ISRAELI & INTERNATIONAL ART
Sotheby’s auction of Israeli & International Art on 17 December brought the strong total of $3.3 million, well within its pre-sale estimate. The sale was led by Reuven Rubin’s 1924 painting The Road to Meron, which sold for $634,000 (estimate $400/600,000). Twelve works spanning the entirety of Rubin’s career found buyers, for a combined total of $1.6 million. A further highlight of the sale was one of Mordechai Ardon’s most celebrated paintings, The Venus of Beersheba, which sold for $598,000 (estimate $450/650,000), and Pinchas Litvinovsky’s White Horse, which soared above its high estimate to $125,000 (estimate $60/80,000).

JUDAICA AT SOTHEBY’S
Sotheby’s is the only international auction house to offer regular sales of Judaica, which it holds every December in New York alongside the annual Israeli & International Art auctions.
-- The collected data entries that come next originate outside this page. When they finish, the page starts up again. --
/// Returns the renderer for a field kind.
pub fn renderer_for(kind: &FieldKind) -> Box<dyn ControlRenderer> {
    match kind {
        FieldKind::Text { .. } | FieldKind::Other { .. } => {
            Box::new(InputControl::new("text", "text"))
        }
        FieldKind::Email { .. } => Box::new(InputControl::new("email", "email")),
        FieldKind::Number { .. } => Box::new(InputControl::new("number", "number")),
        FieldKind::Url { .. } => Box::new(InputControl::new("url", "url")),
        FieldKind::Tel { .. } => Box::new(InputControl::new("tel", "tel")),
        FieldKind::Password { .. } => Box::new(PasswordControl),
        FieldKind::Textarea { .. } => Box::new(TextareaControl),
        FieldKind::Date { .. } => Box::new(DateControl::new("date", "date")),
        FieldKind::Time { .. } => Box::new(DateControl::new("time", "time")),
        FieldKind::DateTime { .. } => Box::new(DateControl::new("datetime-local", "datetime")),
        FieldKind::Select { .. } => Box::new(SelectControl::default()),
        FieldKind::MultiSelect { .. } => Box::new(OptionGroupControl::multiselect()),
        FieldKind::Radio { .. } => Box::new(OptionGroupControl::radio()),
        FieldKind::Checkbox { .. } => Box::new(CheckboxControl),
    }
}

/// Escapes HTML special characters.
pub fn html_escape(s: &str) -> String {
    s.replace('&', "&amp;")
        .replace('<', "&lt;")
        .replace('>', "&gt;")
        .replace('"', "&quot;")
        .replace('\'', "&#x27;")
}

#[cfg(test)]
mod tests {
    use super::*;
    use formwix::config::{BasicRules, StringRules, ToggleRules};
    use formwix::{FieldOption, Rule};

    fn render(field: &FieldDescriptor, value: Option<&FieldValue>, error: Option<&str>) -> String {
        let theme = Theme::default().for_field(field.theme.as_ref());
        renderer_for(&field.kind).render(&RenderContext {
            field,
            value,
            error,
            theme: &theme,
        })
    }

    fn text() -> FieldKind {
        FieldKind::Text { rules: StringRules::default() }
    }

    fn choices() -> Vec<FieldOption> {
        vec![FieldOption::new("rust", "Rust"), FieldOption::new("go", "Go")]
    }

    #[test]
    fn test_text_input() {
        let field = FieldDescriptor::new("username", "Username", text()).placeholder("Pick one");
        let html = render(&field, Some(&FieldValue::from("ada")), None);
        assert!(html.contains(r#"type="text""#));
        assert!(html.contains(r#"id="username""#));
        assert!(html.contains(r#"value="ada""#));
        assert!(html.contains(r#"placeholder="Pick one""#));
        assert!(!html.contains("aria-invalid"));
    }

    #[test]
    fn test_error_state() {
        let kind = FieldKind::Email { rules: BasicRules::default() };
        let field = FieldDescriptor::new("email", "Email", kind);
        let html = render(&field, None, Some("Invalid email address"));
        assert!(html.contains(INVALID_CLASS));
        assert!(html.contains(r#"aria-describedby="email-error""#));
        assert!(html.contains(r#"placeholder="Your Answer""#));
    }

    #[test]
    fn test_values_are_escaped() {
        let kind = FieldKind::Textarea { rows: Some(6), rules: StringRules::default() };
        let field = FieldDescriptor::new("bio", "Bio", kind);
        let html = render(&field, Some(&FieldValue::from("<script>\"x\"</script>")), None);
        assert!(html.contains("&lt;script&gt;&quot;x&quot;&lt;/script&gt;"));
        assert!(html.contains(r#"rows="6""#));
    }

    #[test]
    fn test_date_bounds() {
        let field = FieldDescriptor::new(
            "start",
            "Start",
            FieldKind::Date {
                rules: DateRules {
                    min_date: Some(Rule::new("2024-01-01".to_string())),
                    max_date: Some(Rule::new("2024-12-31".to_string())),
                    ..DateRules::default()
                },
            },
        );
        let html = render(&field, Some(&FieldValue::from("2024-06-01")), None);
        assert!(html.contains(r#"type="date""#));
        assert!(html.contains(r#"min="2024-01-01""#));
        assert!(html.contains(r#"max="2024-12-31""#));
    }

    #[test]
    fn test_select_marks_selection() {
        let field = FieldDescriptor::new(
            "lang",
            "Language",
            FieldKind::Select { options: choices(), rules: BasicRules::default() },
        );
        let html = render(&field, Some(&FieldValue::from("go")), None);
        assert!(html.contains(r#"<option value="">---------</option>"#));
        assert!(html.contains(r#"value="go" class="text-sm" selected"#));
        assert!(!html.contains(r#"value="rust" class="text-sm" selected"#));
    }

    #[test]
    fn test_multiselect_checks_listed_values() {
        let field = FieldDescriptor::new(
            "langs",
            "Languages",
            FieldKind::MultiSelect { options: choices(), rules: ToggleRules::default() },
        );
        let html = render(&field, Some(&FieldValue::from(vec!["rust"])), None);
        assert!(html.contains(r#"id="langs-rust""#));
        assert!(html.contains(r#"type="checkbox""#));
        assert_eq!(html.matches(" checked").count(), 1);
    }

    #[test]
    fn test_radio_group() {
        let field = FieldDescriptor::new(
            "lang",
            "Language",
            FieldKind::Radio { options: choices(), rules: BasicRules::default() },
        );
        let html = render(&field, Some(&FieldValue::from("rust")), None);
        assert_eq!(html.matches(r#"type="radio""#).count(), 2);
        assert!(html.contains(r#"for="lang-go""#));
    }

    #[test]
    fn test_checkbox() {
        let kind = FieldKind::Checkbox { rules: ToggleRules::default() };
        let field = FieldDescriptor::new("agree", "I agree", kind).disabled();
        let html = render(&field, Some(&FieldValue::Bool(true)), None);
        assert!(html.contains(" checked"));
        assert!(html.contains(" disabled"));
        assert!(html.contains("I agree</label>"));
    }

    #[test]
    fn test_field_theme_override() {
        let field = FieldDescriptor::new("name", "Name", text()).theme("text", "custom-input");
        let html = render(&field, None, None);
        assert!(html.contains(r#"class="custom-input""#));
    }

    #[test]
    fn test_renderer_dispatch() {
        let other = FieldKind::Other {
            type_name: "color".to_string(),
            rules: BasicRules::default(),
        };
        assert_eq!(renderer_for(&other).input_type(), "text");
        let datetime = FieldKind::DateTime { rules: DateRules::default() };
        assert_eq!(renderer_for(&datetime).input_type(), "datetime-local");
    }

    #[test]
    fn test_html_escape() {
        assert_eq!(html_escape("<script>"), "&lt;script&gt;");
        assert_eq!(html_escape("a & b"), "a &amp; b");
    }
}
Sotheby’s has been entrusted with the most significant collections in this field – including The Michael & Judy Steinhardt Judaica Collection, Property from the Collection of Michael and Doris Zagayski, A Collection from the Sassoon Family Estate, and Important Hebrew Manuscripts from the Montefiore Endowment – and has generated record prices for many significant objects ranging from Hebrew manuscripts to ceremonial objects and textiles.


* The previous record total for any Judaica Auction was achieved at Sotheby’s New York in 2013, when The Michael & Judy Steinhardt Judaica Collection brought $8,541,645.

** The previous auction record for a piece of Judaica was achieved at Christie’s Paris in 2014, when a Hebrew Pentateuch printed in Bologna in 1482 sold for $3,850,679.